An example from my experience in high school is when the school board was trying to cut choir and band. Now this was really confusing considering we had an incredible amount of students in both band and choir! It was all budget cuts and even though they probably didn't care what we had to say when we went to the school board meeting, we still fought. The arts program wasn't cut completely, yet we still had to adapt to changes.
2) The integrating function. This might well be called "the conformity function," because its intention is to make children as alike as possible. People who conform are predictable, and this is of great use to those who wish to harness and manipulate a large labor force.
-When Gatto talks about conforming students he means that schools are trying to make everyone the same. That they're making them into little robots who can't think outside the box.
Honestly, I can't say my school has really done anything to conform their students but I know their are schools who do such things.
3) The diagnostic and directive function. School is meant to determine each student's proper social role. This is done by logging evidence mathematically and anecdotally on cumulative records. As in "your permanent record." Yes, you do have one.
-Gatto is referring to the placement of students to see where the student lies academically. But you can never know if it's accurate or not. Some students are what you call "lazy geniuses" or maybe a student got lucky on some multiple choice questions.
In my high school we had something called the HSPE. Something we had to pass our sophomore year that required you to pass in Geometry, reading, and writing.
4) The differentiating function. Once their social role has been "diagnosed," children are to be sorted by role and trained only so far as their destination in the social machine merits - and not one step further. So much for making kids their personal best.

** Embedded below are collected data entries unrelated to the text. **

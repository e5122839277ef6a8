use axum::{
    http::{header, HeaderValue, StatusCode},
    response::{IntoResponse, Response},
    Json,
};
use serde::{Deserialize, Serialize};
use shopauth_application::{
    CompleteResetError, LoginError, LogoutError, RegisterError, RequestResetError,
    VerifySessionError,
};
use shopauth_core::{EmailError, PasswordError, SessionTokenError};
use thiserror::Error;

#[derive(Serialize, Deserialize)]
pub struct ErrorResponse {
    pub error: String,
}

/// The single boundary between the internal error taxonomy and what a
/// caller is allowed to learn. Token failures of every internal kind
/// flatten to one 401 so the edge never discloses which check failed;
/// the distinction survives only in the logs.
#[derive(Debug, Error)]
pub enum AuthApiError {
    #[error("Invalid input: {0}")]
    InvalidInput(String),

    #[error("{0}")]
    WeakPassword(String),

    #[error("Account already exists")]
    AccountAlreadyExists,

    #[error("Invalid credentials")]
    InvalidCredentials,

    #[error("Account locked. Try again later")]
    AccountLocked { retry_after_seconds: i64 },

    #[error("Authentication failed")]
    AuthenticationFailed,

    #[error("Invalid or expired reset token")]
    InvalidOrExpiredResetToken,

    #[error("New password must differ from the current password")]
    SamePassword,

    #[error("Unexpected error")]
    UnexpectedError(String),
}

impl IntoResponse for AuthApiError {
    fn into_response(self) -> Response {
        let (status_code, error_message, retry_after) = match self {
            error @ (AuthApiError::InvalidInput(_)
            | AuthApiError::WeakPassword(_)
            | AuthApiError::InvalidOrExpiredResetToken
            | AuthApiError::SamePassword) => (StatusCode::BAD_REQUEST, error.to_string(), None),

            error @ AuthApiError::AccountAlreadyExists => {
                (StatusCode::CONFLICT, error.to_string(), None)
            }

            error @ (AuthApiError::InvalidCredentials | AuthApiError::AuthenticationFailed) => {
                (StatusCode::UNAUTHORIZED, error.to_string(), None)
            }

            AuthApiError::AccountLocked {
                retry_after_seconds,
            } => (
                StatusCode::LOCKED,
                "Account locked. Try again later".to_string(),
                Some(retry_after_seconds),
            ),

            AuthApiError::UnexpectedError(detail) => {
                tracing::error!(%detail, "request failed unexpectedly");
                (
                    StatusCode::INTERNAL_SERVER_ERROR,
                    "Internal server error".to_string(),
                    None,
                )
            }
        };

        let body = Json(ErrorResponse {
            error: error_message,
        });
        let mut response = (status_code, body).into_response();

        if let Some(seconds) = retry_after {
            if let Ok(value) = HeaderValue::from_str(&seconds.to_string()) {
                response.headers_mut().insert(header::RETRY_AFTER, value);
            }
        }

        response
    }
}

impl From<EmailError> for AuthApiError {
    fn from(error: EmailError) -> Self {
        AuthApiError::InvalidInput(error.to_string())
    }
}

impl From<PasswordError> for AuthApiError {
    fn from(error: PasswordError) -> Self {
        match error {
            PasswordError::Empty => AuthApiError::InvalidInput(error.to_string()),
            other => AuthApiError::WeakPassword(other.to_string()),
        }
    }
}

impl From<RegisterError> for AuthApiError {
    fn from(error: RegisterError) -> Self {
        match error {
            RegisterError::AccountAlreadyExists => AuthApiError::AccountAlreadyExists,
            RegisterError::Hasher(e) => AuthApiError::UnexpectedError(e.to_string()),
            RegisterError::StoreError(e) => AuthApiError::UnexpectedError(e.to_string()),
        }
    }
}

impl From<LoginError> for AuthApiError {
    fn from(error: LoginError) -> Self {
        match error {
            LoginError::InvalidCredentials => AuthApiError::InvalidCredentials,
            LoginError::AccountLocked { retry_after } => AuthApiError::AccountLocked {
                retry_after_seconds: retry_after.num_seconds().max(0),
            },
            LoginError::StoreError(e) => AuthApiError::UnexpectedError(e.to_string()),
        }
    }
}

impl From<LogoutError> for AuthApiError {
    fn from(error: LogoutError) -> Self {
        match error {
            LogoutError::StoreError(e) => AuthApiError::UnexpectedError(e.to_string()),
        }
    }
}

impl From<VerifySessionError> for AuthApiError {
    fn from(error: VerifySessionError) -> Self {
        match error {
            VerifySessionError::StoreError(e) => AuthApiError::UnexpectedError(e.to_string()),
            other => {
                // The internal distinction is for diagnostics only.
                tracing::debug!(error = %other, "authentication failed");
                AuthApiError::AuthenticationFailed
            }
        }
    }
}

impl From<SessionTokenError> for AuthApiError {
    fn from(error: SessionTokenError) -> Self {
        // Only issuance reaches this path; verification failures arrive
        // wrapped in VerifySessionError.
        AuthApiError::UnexpectedError(error.to_string())
    }
}

impl From<RequestResetError> for AuthApiError {
    fn from(error: RequestResetError) -> Self {
        match error {
            RequestResetError::StoreError(e) => AuthApiError::UnexpectedError(e.to_string()),
        }
    }
}

impl From<CompleteResetError> for AuthApiError {
    fn from(error: CompleteResetError) -> Self {
        match error {
            CompleteResetError::InvalidOrExpiredToken => AuthApiError::InvalidOrExpiredResetToken,
            CompleteResetError::SamePassword => AuthApiError::SamePassword,
            CompleteResetError::Hasher(e) => AuthApiError::UnexpectedError(e.to_string()),
            CompleteResetError::StoreError(e) => AuthApiError::UnexpectedError(e.to_string()),
        }
    }
}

-Gatto is referring how schoosl don't really push their kids to do their best. They just pish them to the "average" and not to their full potential. Although their are AP classes, students usually take those by their choice and aren't really referred to them.
5) The selective function. This refers not to human choice at all but to Darwin's theory of natural selection as applied to what he called "the favored races." In short, the idea is to help things along by consciously attempting to improve the breeding stock. Schools are meant to tag the unfit - with poor grades, remedial placement, and other punishments - clearly enough that their peers will accept them as inferior and effectively bar them from the reproductive sweepstakes. That's what all those little humiliations from first grade onward were intended to do: wash the dirt down the drain.
-Their are schools who definitely favor students. And some only care about the "smart" students and furthering their education
6) The propaedeutic function. The societal system implied by these rules will require an elite group of caretakers. To that end, a small fraction of the kids will quietly be taught how to manage this continuing project, how to watch over and control a population deliberately dumbed down and declawed in order that government might proceed unchallenged and corporations might never want for obedient labor.
-Now Gatto is saying that this is all a vicious cycle and that nothing is going to change.